2015 Public Service Medal
Dr Kamal Puri: Kamal was awarded a 2015 Public Service Medal for outstanding public service in meteorological science, particularly Numerical Weather Prediction.
Bureau of Meteorology 2015 Excellence Award
Dr Alan Seed: Alan received this award for his outstanding contribution and achievements in radar science and application, particularly in quantitative radar rainfall estimation and short-term rainfall forecasting.
Clean Air Medal 2015 from the Clean Air Society of Australia and New Zealand
Martin Cope: Martin was awarded the Clean Air Medal from the Clean Air Society of Australian and new Zealand. This is the most prestigious award given by CASANZ and recognises Martin’s innovative and excellent contribution to air quality modelling in Australia.
Certificate of Recognition from the Clean Air Society of Australia and New Zealand
Melita Keywood and Fabienne Reisen: Melita and Fabienne received Certificate of Recognitions from the Clean Air Society of Australia and New Zealand for their significant contributions to the understanding of the air quality impacts of a major emergency on the local community and environment – Hazelwood Coal Mine Fire 2014.
- Harry Hendon: has been named as a Fellow of the American Meteorological Society.
- Melita Keywood: was elected to the role of Vice-President of the International Commission on Atmospheric Chemistry and Global Pollution (ICACGP).

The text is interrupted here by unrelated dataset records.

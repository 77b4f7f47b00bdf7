//! Container Runtime Adapter
//!
//! Abstract interface over an external isolation backend. The rest of the
//! core (Builder, Engine, Reaper) depends only on [`ContainerRuntime`]; the
//! `docker` submodule is the one concrete adapter shipped here.

mod docker;

pub use docker::DockerRuntime;

use std::collections::HashMap;
use std::time::Duration;

use async_trait::async_trait;
use thiserror::Error;
use tokio::time::Instant;
use tokio_util::sync::CancellationToken;

/// Errors produced by a [`ContainerRuntime`] implementation.
#[derive(Debug, Error)]
pub enum RuntimeError {
    #[error("docker error: {0}")]
    Docker(#[from] bollard::errors::Error),

    #[error("volume not found: {0}")]
    VolumeNotFound(String),

    #[error("image pull failed: {0}")]
    ImagePull(String),

    #[error("attach failed: {0}")]
    AttachFailed(String),

    #[error("operation cancelled")]
    Cancelled,

    #[error("io error: {0}")]
    Io(#[from] std::io::Error),

    #[error("{0}")]
    Other(String),
}

pub type RuntimeResult<T> = std::result::Result<T, RuntimeError>;

/// Reserved prefix for volumes owned by this service. Anything on the
/// backend carrying this prefix with no matching Store row is an orphan.
pub const VOLUME_PREFIX: &str = "tee-env-";

pub fn volume_name(environment_id: &uuid::Uuid) -> String {
    format!("{VOLUME_PREFIX}{environment_id}")
}

/// Mount access mode.
#[derive(Debug, Clone, Copy, PartialEq, Eq)]
pub enum MountMode {
    ReadOnly,
    ReadWrite,
}

/// A single volume mount for a worker.
#[derive(Debug, Clone)]
pub struct MountSpec {
    pub volume_name: String,
    pub mount_path: String,
    pub mode: MountMode,
}

/// Network posture for a worker.
#[derive(Debug, Clone, Copy, PartialEq, Eq)]
pub enum NetworkPolicy {
    None,
    Bridge,
}

/// Kernel isolation posture. `Relaxed` is for local development only; the
/// adapter must warn whenever it is used.
#[derive(Debug, Clone, Copy, PartialEq, Eq)]
pub enum Isolation {
    Hard,
    Relaxed,
}

/// A single line of output observed from a worker, tagged by stream.
#[derive(Debug, Clone, Copy, PartialEq, Eq)]
pub enum OutputStream {
    Stdout,
    Stderr,
}

/// Sink for streamed worker output. Invoked once per observed line.
pub type LineSink = Box<dyn Fn(OutputStream, &[u8]) + Send + Sync>;

/// Full specification of a disposable worker process.
pub struct WorkerSpec {
    pub image: String,
    pub mounts: Vec<MountSpec>,
    pub network: NetworkPolicy,
    pub memory_bytes: i64,
    pub cpu_quota: i64,
    pub cpu_period: i64,
    pub pids_limit: i64,
    pub read_only_root: bool,
    pub user: String,
    pub env: HashMap<String, String>,
    pub isolation: Isolation,
    pub entrypoint_override: Option<Vec<String>>,
    pub args: Vec<String>,
    pub stdin: Vec<u8>,
    pub deadline: Instant,
    pub working_dir: String,
}

/// Outcome of a completed (or killed) worker run.
#[derive(Debug, Clone)]
pub struct WorkerOutcome {
    pub exit_code: i64,
    pub timed_out: bool,
    pub stdout: Vec<u8>,
    pub stderr: Vec<u8>,
}

/// The only primitives the rest of the core may assume about the isolation
/// backend.
#[async_trait]
pub trait ContainerRuntime: Send + Sync {
    async fn create_volume(&self, name: &str) -> RuntimeResult<()>;

    async fn remove_volume(&self, name: &str) -> RuntimeResult<()>;

    async fn list_volumes(&self) -> RuntimeResult<Vec<String>>;

    /// Spawn a disposable worker, stream its stdout/stderr through `sink`
    /// (if provided), and return its outcome. The adapter must remove the
    /// ephemeral container on every exit path, including cancellation.
    async fn run_worker(
        &self,
        spec: WorkerSpec,
        sink: Option<LineSink>,
        ctx: CancellationToken,
    ) -> RuntimeResult<WorkerOutcome>;
}

pub fn deadline_from_now(timeout: Duration) -> Instant {
    Instant::now() + timeout
}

- John Church: was appointed a Fellow of the American Meteorological Society.
- Terry O’Kane: was appointed Adjunct Professor at the University of Tasmania.
- Simon Marsland: was appointed member of World Climate Research Program (WCRP) Working Group on Coupled Modelling.
- Kathy McInnes: was appointed as a member of the World Climate Research Program (WCRP) Grand Challenge on Sea Level Rise
- Kathy McInnes: was appointed as a member of the World Climate Research Program (WCRP) expert team on Climate Change and Detection Indices (ET-CCDI)
- Bernadette Sloyan: was appointed to the position of Oceans Observations Panel for Climate (OOPC) co-chair.
- Simon Marsland: was appointed co-chair of Climate and Ocean-Variability, Predictability and Change (CLIVAR) Ocean Model Development Panel.
- Oscar Alves: is replacing Gary Dietachmayer on the JSC/CAS Working Group on Numerical Experimentation (WGNE).
- Paul Krummel: has been invited to serve on the Advisory Committee for the 18th WMO/IAEA Meeting on Carbon Dioxide, Other Greenhouse Gases, and Related Measurement Techniques (GGMT-2015) at the Scripps Institution of Oceanography on 13-17 Sep. 2015 in La Jolla, California.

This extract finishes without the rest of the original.